Converting Adjusted Odds Ratios to its RR counterpart I am doing a meta-analysis of studies which reported their estimates sometimes as OR and sometimes as RR. I wanted to convert the OR to RR, so that I can pool them together. I know that I can use this formulas for unadjusted odds 
$$\text{Relative Risk} = {\text{Odds Ratio} \over (1–p_0)+(p_0 *\text{Odds Ratio}) }$$
in which $p_0$ is the incidence of the outcome of interest in the non-exposed group.
Can the same formula can be used to convert adjusted ORs to their RR equivalent?
 A: You can do this calculation for an adjusted OR (I presume from a logistic regression) to a RR, but the end result may not be useful for your goal of meta-analysis. The essential problem is that the adjusted OR $exp(\beta_1)$ from a logistic regression is not an "average" over the population. And so there's no way to calculate a population average relative risk from a logistic regression OR. Simply using the population baseline risk to convert $exp(\beta_1)$ to an RR will be incorrect.

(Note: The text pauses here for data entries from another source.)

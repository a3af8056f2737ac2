use serde_json::{json, Value};

use crate::errors::{LedgerError, Result};
use crate::store::Store;
use crate::types::{Application, Domain, FeedEntry, Outcome, Status};

/// per-domain CRUD over the three logical collections: pending
/// applications, outcomes split by result, and the unified per-member
/// transaction feed.

fn pending_path(domain: Domain, member_id: &str, transaction_id: &str) -> String {
    format!(
        "{}/{}/{member_id}/{transaction_id}",
        domain.root(),
        domain.pending_segment()
    )
}

fn outcome_path(domain: Domain, status: Status, member_id: &str, transaction_id: &str) -> String {
    let segment = match status {
        Status::Approved => domain.approved_segment(),
        Status::Rejected => domain.rejected_segment(),
        Status::Pending => unreachable!("pending is not an outcome"),
    };
    format!("{}/{segment}/{member_id}/{transaction_id}", domain.root())
}

fn feed_path(member_id: &str, transaction_id: &str) -> String {
    format!("TransactionsFeed/{member_id}/{transaction_id}")
}

fn encode<T: serde::Serialize>(value: &T) -> Result<Value> {
    serde_json::to_value(value).map_err(|e| LedgerError::Store {
        message: format!("unencodable record: {e}"),
    })
}

fn decode<T: serde::de::DeserializeOwned>(path: &str, doc: Value) -> Result<T> {
    serde_json::from_value(doc).map_err(|e| LedgerError::Store {
        message: format!("undecodable record at {path}: {e}"),
    })
}

/// persist a fresh pending application; refuses on transaction id
/// collision within the member's domain collection
pub fn insert_pending(store: &impl Store, application: &Application) -> Result<()> {
    let path = pending_path(
        application.domain(),
        &application.header.member_id,
        &application.header.transaction_id,
    );
    store.create(&path, encode(application)?)
}

/// load one pending application
pub fn pending(
    store: &impl Store,
    domain: Domain,
    member_id: &str,
    transaction_id: &str,
) -> Result<Application> {
    let path = pending_path(domain, member_id, transaction_id);
    match store.get(&path)? {
        Some(doc) => decode(&path, doc),
        None => Err(LedgerError::NotFound {
            entity: "application",
            id: format!("{member_id}/{transaction_id}"),
        }),
    }
}

/// true when an outcome already exists in either terminal collection
pub fn outcome_exists(
    store: &impl Store,
    domain: Domain,
    member_id: &str,
    transaction_id: &str,
) -> Result<bool> {
    let approved = outcome_path(domain, Status::Approved, member_id, transaction_id);
    let rejected = outcome_path(domain, Status::Rejected, member_id, transaction_id);
    Ok(store.get(&approved)?.is_some() || store.get(&rejected)?.is_some())
}

/// conditionally write the outcome record; a conflict here means a
/// concurrent resolution won, surfaced as [`LedgerError::AlreadyResolved`]
pub fn insert_outcome(store: &impl Store, outcome: &Outcome) -> Result<()> {
    let path = outcome_path(
        outcome.domain(),
        outcome.application.header.status,
        outcome.member_id(),
        outcome.transaction_id(),
    );
    match store.create(&path, encode(outcome)?) {
        Err(LedgerError::Conflict { .. }) => Err(LedgerError::AlreadyResolved {
            transaction_id: outcome.transaction_id().to_string(),
        }),
        other => other,
    }
}

/// stamp status and resolution metadata on the retained pending record
///
/// The pending record is never deleted; it stays behind for audit.
pub fn mark_resolved(store: &impl Store, outcome: &Outcome) -> Result<()> {
    let path = pending_path(outcome.domain(), outcome.member_id(), outcome.transaction_id());
    store.update(
        &path,
        json!({
            "header": encode(&outcome.application.header)?,
            "resolution": encode(&outcome.resolution)?,
        }),
    )
}

/// append the denormalized entry to the member's unified feed
pub fn append_feed(store: &impl Store, entry: &FeedEntry) -> Result<()> {
    store.set(
        &feed_path(&entry.member_id, &entry.transaction_id),
        encode(entry)?,
    )
}

/// whole pending subtree for a domain (member id -> txn id -> doc)
pub fn pending_tree(store: &impl Store, domain: Domain) -> Result<Option<Value>> {
    store.get(&format!("{}/{}", domain.root(), domain.pending_segment()))
}

/// whole outcome subtree for a domain and terminal status
pub fn outcome_tree(store: &impl Store, domain: Domain, status: Status) -> Result<Option<Value>> {
    let segment = match status {
        Status::Approved => domain.approved_segment(),
        Status::Rejected => domain.rejected_segment(),
        Status::Pending => {
            return Err(LedgerError::Validation {
                message: "pending is not an outcome status".to_string(),
            })
        }
    };
    store.get(&format!("{}/{segment}", domain.root()))
}

/// a member's feed, newest last
pub fn member_feed(store: &impl Store, member_id: &str) -> Result<Vec<FeedEntry>> {
    let Some(tree) = store.get(&format!("TransactionsFeed/{member_id}"))? else {
        return Ok(Vec::new());
    };
    let Some(entries) = tree.as_object() else {
        return Ok(Vec::new());
    };
    let mut feed: Vec<FeedEntry> = entries
        .values()
        .filter_map(|doc| serde_json::from_value(doc.clone()).ok())
        .collect();
    feed.sort_by_key(|e| e.decided_at);
    Ok(feed)
}

#[cfg(test)]
mod tests {
    use super::*;
    use crate::decimal::Money;
    use crate::store::MemoryStore;
    use crate::types::{ApplicationHeader, Channel, DomainPayload, Resolution};
    use chrono::NaiveDate;

    fn sample_application(txn: &str) -> Application {
        Application {
            header: ApplicationHeader {
                member_id: "m-001".to_string(),
                transaction_id: txn.to_string(),
                amount: Money::from_major(500),
                channel: Channel::EWallet,
                channel_account_name: "Ana Reyes".to_string(),
                channel_account_number: "09170000001".to_string(),
                submitted_at: NaiveDate::from_ymd_opt(2025, 8, 20)
                    .unwrap()
                    .and_hms_opt(9, 0, 0)
                    .unwrap(),
                submitted_display: "August 20, 2025".to_string(),
                status: Status::Pending,
            },
            payload: DomainPayload::Deposit { proof_url: None },
        }
    }

    fn resolved(mut application: Application, status: Status) -> Outcome {
        application.header.status = status;
        Outcome {
            application,
            resolution: Resolution {
                decided_by: "staff-01".to_string(),
                decided_at: NaiveDate::from_ymd_opt(2025, 8, 21)
                    .unwrap()
                    .and_hms_opt(10, 15, 0)
                    .unwrap(),
                date_display: "August 21, 2025".to_string(),
                time_display: "10:15".to_string(),
                rejection_reason: None,
            },
        }
    }

    #[test]
    fn test_pending_round_trip() {
        let store = MemoryStore::new();
        let app = sample_application("111111");
        insert_pending(&store, &app).unwrap();
        let loaded = pending(&store, Domain::Deposit, "m-001", "111111").unwrap();
        assert_eq!(loaded, app);
    }

    #[test]
    fn test_duplicate_pending_refused() {
        let store = MemoryStore::new();
        let app = sample_application("111111");
        insert_pending(&store, &app).unwrap();
        assert!(matches!(
            insert_pending(&store, &app).unwrap_err(),
            LedgerError::Conflict { .. }
        ));
    }

    #[test]
    fn test_outcome_exists_checks_both_collections() {
        let store = MemoryStore::new();
        assert!(!outcome_exists(&store, Domain::Deposit, "m-001", "111111").unwrap());

        insert_outcome(&store, &resolved(sample_application("111111"), Status::Approved)).unwrap();
        assert!(outcome_exists(&store, Domain::Deposit, "m-001", "111111").unwrap());

        insert_outcome(&store, &resolved(sample_application("222222"), Status::Rejected)).unwrap();
        assert!(outcome_exists(&store, Domain::Deposit, "m-001", "222222").unwrap());
    }

    #[test]
    fn test_second_outcome_is_already_resolved() {
        let store = MemoryStore::new();
        let outcome = resolved(sample_application("111111"), Status::Approved);
        insert_outcome(&store, &outcome).unwrap();
        let err = insert_outcome(&store, &outcome).unwrap_err();
        assert_eq!(
            err,
            LedgerError::AlreadyResolved {
                transaction_id: "111111".to_string()
            }
        );
    }

    #[test]
    fn test_mark_resolved_retains_pending_record() {
        let store = MemoryStore::new();
        let app = sample_application("111111");
        insert_pending(&store, &app).unwrap();

        let outcome = resolved(app, Status::Approved);
        mark_resolved(&store, &outcome).unwrap();

        let doc = store
            .get("Deposits/PendingDeposits/m-001/111111")
            .unwrap()
            .expect("audit record retained");
        assert_eq!(doc["header"]["status"], "Approved");
        assert_eq!(doc["resolution"]["decided_by"], "staff-01");
    }

    #[test]
    fn test_feed_is_chronological() {
        let store = MemoryStore::new();
        let newer = resolved(sample_application("222222"), Status::Approved);
        let mut older = resolved(sample_application("111111"), Status::Rejected);
        older.resolution.decided_at -= chrono::Duration::hours(3);

        append_feed(&store, &FeedEntry::from_outcome(&newer)).unwrap();
        append_feed(&store, &FeedEntry::from_outcome(&older)).unwrap();

        let feed = member_feed(&store, "m-001").unwrap();
        assert_eq!(feed.len(), 2);
        assert_eq!(feed[0].transaction_id, "111111");
        assert_eq!(feed[1].transaction_id, "222222");
    }
}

Instead, you only can calculate relative risks for fixed sets of covariates. Say you have:
$$g(Y) = \beta_0 + \beta_1 Treatment + \beta_2 Age + \beta_3 Gender$$
Then $exp(\beta_1)$ represents the multiplicative change in odds given fixed values for $Age$ and $Gender$. You essentially have different $p_0$ for different sets of covariates, so you end up with different relative risks for say, a (40, Female) vs a (30, Male).
Thus unless you're concerned with comparing a very specific set of fixed covariates, this likely isn't useful for meta-analysis. Separating the analysis into those that report RR and those that report OR is probably the best bet, as suggested here.